Previous studies showed that P. aeruginosa exotoxin A (PA toxin) catalyzes NAD-dependent inhibition of protein synthesis in a rabbit reticulocyte lysate and transfer of radioactivity from [14C]adenine-labeled NAD to a protein having the same molecular weight as elongation factor 2 (EF-2). Such an inhibited protein-synthesizing lysate was restored to activity by addition of a protein from normal mouse liver which co-purifies with EF-2. EF-2 activity was almost totally absent in livers of mice injected 24 h earlier with PA toxin. EF-2 concentrations were only partially reduced in other organs and were normal in brains of intoxicated mice.

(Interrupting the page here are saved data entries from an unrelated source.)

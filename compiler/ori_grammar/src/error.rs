//! Grammar-definition errors.
//!
//! These are raised synchronously while a grammar is being built and abort
//! that construction step. Nothing is partially applied when one is returned.

use crate::{GroupId, RuleId, SetId, Symbol};

#[derive(Debug, Clone, PartialEq, Eq, thiserror::Error)]
pub enum GrammarError {
    /// A named rule was defined twice.
    #[error("rule `{name}` is already defined")]
    DuplicateRule { name: String },

    /// `max` is meaningful (non-zero) but smaller than `min`.
    #[error("invalid repetition bounds {{{min},{max}}}: max is smaller than min")]
    InvalidGroupBounds { min: u32, max: u32 },

    #[error("terminal text must not be empty")]
    EmptyTerminal,

    #[error("unknown rule {0:?}")]
    UnknownRule(RuleId),

    #[error("unknown group {0:?}")]
    UnknownGroup(GroupId),

    #[error("unknown set {0:?}")]
    UnknownSet(SetId),

    /// Sets hold terminals, `any` and classes only.
    #[error("{0:?} cannot be a member of a terminal set")]
    InvalidSetMember(Symbol),

    #[error("terminal sets must have at least one member")]
    EmptySet,

    /// An id table ran out of `u32` ids.
    #[error("{table} table is full ({count} entries)")]
    TableOverflow { table: &'static str, count: usize },
}

pub type GrammarResult<T> = Result<T, GrammarError>;
// SPDX-License-Identifier: MPL-2.0
//! Demo application hosting one carousel in a window.
//!
//! The `App` owns the engine and is its only host: it converts wall-clock
//! instants into engine time, forwards widget and subscription messages, and
//! reports engine outputs through `tracing`.

mod message;
mod subscription;

pub use message::{Flags, Message};

use crate::engine::{self, Carousel, CarouselOptions, Output};
use crate::ui;
use iced::{window, Element, Subscription, Task, Theme};
use std::fmt;
use std::time::Instant;

const APP_NAME: &str = "IcedCarousel";

pub const WINDOW_DEFAULT_HEIGHT: u32 = 650;
pub const WINDOW_DEFAULT_WIDTH: u32 = 800;
pub const MIN_WINDOW_HEIGHT: u32 = 320;
pub const MIN_WINDOW_WIDTH: u32 = 400;

/// Root Iced application state.
pub struct App {
    carousel: Carousel,
    mounted_at: Instant,
    /// Number of committed slide changes, for the title bar.
    slide_changes: u64,
}

impl fmt::Debug for App {
    fn fmt(&self, f: &mut fmt::Formatter<'_>) -> fmt::Result {
        f.debug_struct("App")
            .field("items", &self.carousel.items().len())
            .field("current_index", &self.carousel.current_index())
            .finish()
    }
}

/// Builds the window settings.
pub fn window_settings() -> window::Settings {
    window::Settings {
        size: iced::Size::new(WINDOW_DEFAULT_WIDTH as f32, WINDOW_DEFAULT_HEIGHT as f32),
        min_size: Some(iced::Size::new(
            MIN_WINDOW_WIDTH as f32,
            MIN_WINDOW_HEIGHT as f32,
        )),
        ..window::Settings::default()
    }
}

/// Entry point used by `main.rs` to launch the Iced application loop.
pub fn run(flags: Flags) -> iced::Result {
    use std::cell::RefCell;

    // iced 0.14 requires an `Fn` boot function; flags are consumed once.
    let boot_state = RefCell::new(Some(flags));
    let boot = move || {
        let flags = boot_state.borrow_mut().take().unwrap_or_default();
        App::new(flags)
    };

    iced::application(boot, App::update, App::view)
        .title(App::title)
        .theme(App::theme)
        .window(window_settings())
        .subscription(App::subscription)
        .run()
}

impl App {
    /// Mounts the carousel described by `flags`.
    pub fn new(flags: Flags) -> (Self, Task<Message>) {
        if let Some(warning) = &flags.config_warning {
            tracing::warn!(warning = %warning, "configuration fell back to defaults");
        }

        let items = flags.config.items();
        if items.is_empty() {
            tracing::info!("no items configured; pass image paths or set `items` in settings.toml");
        }
        let options = CarouselOptions::from(&flags.config);

        let app = Self {
            carousel: Carousel::new(items, options),
            mounted_at: Instant::now(),
            slide_changes: 0,
        };
        (app, Task::none())
    }

    fn title(&self) -> String {
        let total = self.carousel.items().len();
        match self
            .carousel
            .current_index()
            .and_then(|index| self.carousel.items().get(index).map(|item| (index, item)))
        {
            Some((index, item)) => {
                format!("{} ({} / {total}) - {APP_NAME}", item.alt, index + 1)
            }
            None => APP_NAME.to_string(),
        }
    }

    fn theme(&self) -> Theme {
        Theme::Dark
    }

    fn subscription(&self) -> Subscription<Message> {
        Subscription::batch([
            subscription::create_tick_subscription(&self.carousel),
            subscription::create_frame_subscription(&self.carousel),
            subscription::create_event_subscription(&self.carousel),
        ])
    }

    fn update(&mut self, message: Message) -> Task<Message> {
        match message {
            Message::Carousel(msg) => {
                // Focus follows the last press: the viewport takes it away
                // from the indicator, a segment gives it back.
                match msg {
                    engine::Message::DragStarted(_) => {
                        self.carousel
                            .update(engine::Message::IndicatorFocused(false));
                    }
                    engine::Message::IndicatorPressed(_) => {
                        self.carousel
                            .update(engine::Message::IndicatorFocused(true));
                    }
                    _ => {}
                }
                let outputs = self.carousel.update(msg);
                self.report(outputs);
            }
            Message::Tick(now) => {
                self.advance_to(now);
            }
            Message::Frame(now) => {
                self.advance_to(now);
                let outputs = self.carousel.update(engine::Message::Frame);
                self.report(outputs);
            }
        }
        Task::none()
    }

    fn view(&self) -> Element<'_, Message> {
        ui::carousel::view(&self.carousel).map(Message::Carousel)
    }

    fn advance_to(&mut self, now: Instant) {
        let elapsed = now.saturating_duration_since(self.mounted_at);
        let outputs = self.carousel.update(engine::Message::Tick(elapsed));
        self.report(outputs);
    }

    fn report(&mut self, outputs: Vec<Output>) {
        for output in outputs {
            match output {
                Output::SlideChanged(index) => {
                    self.slide_changes += 1;
                    tracing::info!(index, "slide changed");
                }
                Output::TransitionStarted(started) => {
                    tracing::trace!(from = started.from, to = started.to, "transition started");
                }
                Output::TransitionCompleted(completed) => {
                    tracing::trace!(index = completed.index, "transition completed");
                }
            }
        }
    }

    /// Committed slide changes since launch.
    pub fn slide_changes(&self) -> u64 {
        self.slide_changes
    }
}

Studies using NAD labeled in various positions show that PA toxin, like fragment A of diphtheria toxin, catalyzes transfer of the ADP-ribosyl moiety of NAD. Reversal occurred when the modified protein was incubated with excess concentrations of PA toxin and nicotinamide, and NAD was identified as a product of the reverse reaction. The protein modification catalyzed by PA toxin or by fragment A of diphtheria toxin could be reversed by incubation with the other toxin. These 2 toxins apparently ADP-ribosylate the same amino acid of EF-2 in a stereochemically identical fashion. PA toxin inactivates EF-2 in intoxicated mice to an extent which would ultimately result in death.